Excuse what may be a dumb question, but why are we not just building
pyro for example in a Ubuntu 16.04 or centos7 (or anything else with
official containers available) ? Is the performance hit too much,
even with good volume management? And extend that for other branches
of course. But as we look at why people care about such old releases
(or, supporting a current release into the future) it seems like "our
build environment is a container / VM so we can support this on
modern HW" pops up.
The autobuilder is setup for speed so there aren't VMs involved, its
'baremetal'. Containers would be possible but at that point the kernel
isn't the distro kernel and you have permission issues with the qemu
networking for example.
Which issues do you run in to with qemu networking? I honestly don't
know if the U-Boot networking tests we run via qemu under Docker are
more or less complex than what you're running in to.

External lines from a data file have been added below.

use axum::{
    extract::{Path, State},
    Extension, Json,
};
use std::str::FromStr;
use tracing::{info, instrument};

use super::{
    board::{ExpandDirection, GridBounds},
    exchange::MixmoOutcome,
    models::GameEventRecord,
    service::GameService,
    types::{
        BagCountResponse, ExtractWordsRequest, MoveTileRequest, PlaceTileRequest, PlayerView,
        RecallResponse, TileRequest, WordsResponse,
    },
};
use crate::session::PlayerClaims;
use crate::shared::{AppError, AppState};

/// POST /rooms/:room_id/start
#[instrument(name = "start_game", skip(state, claims))]
pub async fn start_game(
    State(state): State<AppState>,
    Extension(claims): Extension<PlayerClaims>,
    Path(room_id): Path<String>,
) -> Result<Json<PlayerView>, AppError> {
    let view = state
        .game_service
        .start_game(&room_id, &claims.player_id)
        .await?;
    info!(room_id = %room_id, "Game started via HTTP");
    Ok(Json(view))
}

/// GET /rooms/:room_id/state
#[instrument(name = "get_state", skip(state, claims))]
pub async fn get_state(
    State(state): State<AppState>,
    Extension(claims): Extension<PlayerClaims>,
    Path(room_id): Path<String>,
) -> Result<Json<PlayerView>, AppError> {
    let view = state
        .game_service
        .player_view(&room_id, &claims.player_id)
        .await?;
    Ok(Json(view))
}

/// GET /rooms/:room_id/bag
#[instrument(name = "bag_count", skip(state))]
pub async fn bag_count(
    State(state): State<AppState>,
    Path(room_id): Path<String>,
) -> Result<Json<BagCountResponse>, AppError> {
    let remaining = state.game_service.bag_count(&room_id).await?;
    Ok(Json(BagCountResponse { room_id, remaining }))
}

/// POST /rooms/:room_id/tiles/place
#[instrument(name = "place_tile", skip(state, claims))]
pub async fn place_tile(
    State(state): State<AppState>,
    Extension(claims): Extension<PlayerClaims>,
    Path(room_id): Path<String>,
    Json(request): Json<PlaceTileRequest>,
) -> Result<Json<PlayerView>, AppError> {
    let view = state
        .game_service
        .place_tile(
            &room_id,
            &claims.player_id,
            request.seq,
            request.x,
            request.y,
            request.as_letter.as_deref(),
        )
        .await?;
    Ok(Json(view))
}

/// POST /rooms/:room_id/tiles/move
#[instrument(name = "move_tile", skip(state, claims))]
pub async fn move_tile(
    State(state): State<AppState>,
    Extension(claims): Extension<PlayerClaims>,
    Path(room_id): Path<String>,
    Json(request): Json<MoveTileRequest>,
) -> Result<Json<PlayerView>, AppError> {
    let view = state
        .game_service
        .move_tile(&room_id, &claims.player_id, request.seq, request.x, request.y)
        .await?;
    Ok(Json(view))
}

/// POST /rooms/:room_id/tiles/return
#[instrument(name = "return_tile", skip(state, claims))]
pub async fn return_tile(
    State(state): State<AppState>,
    Extension(claims): Extension<PlayerClaims>,
    Path(room_id): Path<String>,
    Json(request): Json<TileRequest>,
) -> Result<Json<PlayerView>, AppError> {
    let view = state
        .game_service
        .return_tile(&room_id, &claims.player_id, request.seq)
        .await?;
    Ok(Json(view))
}

/// POST /rooms/:room_id/tiles/lock
#[instrument(name = "lock_tile", skip(state, claims))]
pub async fn lock_tile(
    State(state): State<AppState>,
    Extension(claims): Extension<PlayerClaims>,
    Path(room_id): Path<String>,
    Json(request): Json<TileRequest>,
) -> Result<Json<PlayerView>, AppError> {
    let view = state
        .game_service
        .lock_tile(&room_id, &claims.player_id, request.seq)
        .await?;
    Ok(Json(view))
}

/// POST /rooms/:room_id/recall
#[instrument(name = "recall_tiles", skip(state, claims))]
pub async fn recall_tiles(
    State(state): State<AppState>,
    Extension(claims): Extension<PlayerClaims>,
    Path(room_id): Path<String>,
) -> Result<Json<RecallResponse>, AppError> {
    let (recalled, view) = state
        .game_service
        .recall_tiles(&room_id, &claims.player_id)
        .await?;
    Ok(Json(RecallResponse { recalled, view }))
}

/// POST /rooms/:room_id/mixmo
#[instrument(name = "request_mixmo", skip(state, claims))]
pub async fn request_mixmo(
    State(state): State<AppState>,
    Extension(claims): Extension<PlayerClaims>,
    Path(room_id): Path<String>,
) -> Result<Json<MixmoOutcome>, AppError> {
    let outcome = state
        .game_service
        .request_mixmo(&room_id, &claims.player_id)
        .await?;
    Ok(Json(outcome))
}

/// POST /rooms/:room_id/expand/:direction
#[instrument(name = "expand_grid", skip(state, claims))]
pub async fn expand_grid(
    State(state): State<AppState>,
    Extension(claims): Extension<PlayerClaims>,
    Path((room_id, direction)): Path<(String, String)>,
) -> Result<Json<GridBounds>, AppError> {
    let direction = ExpandDirection::from_str(&direction)
        .map_err(|_| AppError::BadRequest(format!("Unknown direction: {}", direction)))?;
    let bounds = state
        .game_service
        .expand_grid(&room_id, &claims.player_id, direction)
        .await?;
    Ok(Json(bounds))
}

/// GET /rooms/:room_id/words
#[instrument(name = "room_words", skip(state, claims))]
pub async fn room_words(
    State(state): State<AppState>,
    Extension(claims): Extension<PlayerClaims>,
    Path(room_id): Path<String>,
) -> Result<Json<WordsResponse>, AppError> {
    let words = state
        .game_service
        .words(&room_id, &claims.player_id)
        .await?;
    Ok(Json(WordsResponse { words }))
}

/// GET /rooms/:room_id/events
#[instrument(name = "room_events", skip(state, claims))]
pub async fn room_events(
    State(state): State<AppState>,
    Extension(claims): Extension<PlayerClaims>,
    Path(room_id): Path<String>,
) -> Result<Json<Vec<GameEventRecord>>, AppError> {
    let events = state
        .game_service
        .events(&room_id, &claims.player_id)
        .await?;
    Ok(Json(events))
}

/// POST /words
///
/// Extracts words from a posted board snapshot; touches no room.
pub async fn extract_words(Json(request): Json<ExtractWordsRequest>) -> Json<WordsResponse> {
    Json(WordsResponse {
        words: GameService::extract_words(&request.tiles),
    })
}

Speed is extremely important as we have about a 6 hour build test time
but a *massive* test range (e.g. all the gcc/glibc test suites on each
arch, build+boot test all the arches under qemu for sysvinit+systemd,
oe-selftest on each distro). I am already tearing my hair out trying to
maintain what we have and deal with the races, adding in containers
into the mix simply isn't something I can face.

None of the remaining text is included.